▶ [What to do]
Before doing anything else, copy the entries below exactly.

(Saved data entries)
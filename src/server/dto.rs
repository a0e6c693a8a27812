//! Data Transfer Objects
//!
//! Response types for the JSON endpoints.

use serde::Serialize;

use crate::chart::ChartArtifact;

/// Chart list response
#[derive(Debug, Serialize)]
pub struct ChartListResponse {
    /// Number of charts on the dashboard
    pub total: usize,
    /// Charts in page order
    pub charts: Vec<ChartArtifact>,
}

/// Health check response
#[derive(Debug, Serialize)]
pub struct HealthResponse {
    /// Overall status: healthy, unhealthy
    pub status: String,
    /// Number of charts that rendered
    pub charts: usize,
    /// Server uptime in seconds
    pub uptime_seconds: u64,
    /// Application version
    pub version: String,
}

▶ [Exercise solution]
filename src/server/dto.rs
repository a0e6c693a8a27812
//! Data Transfer Objects
//!
//! Response types for the JSON endpoints.

use serde::Serialize;

use crate::chart::ChartArtifact;

/// Chart list response
#[derive(Debug, Serialize)]
pub struct ChartListResponse {
    /// Number of charts on the dashboard
    pub total: usize,
    /// Charts in page order
    pub charts: Vec<ChartArtifact>,
}

/// Health check response
#[derive(Debug, Serialize)]
pub struct HealthResponse {
    /// Overall status: healthy, unhealthy
    pub status: String,
    /// Number of charts that rendered
    pub charts: usize,
    /// Server uptime in seconds
    pub uptime_seconds: u64,
    /// Application version
    pub version: String,
}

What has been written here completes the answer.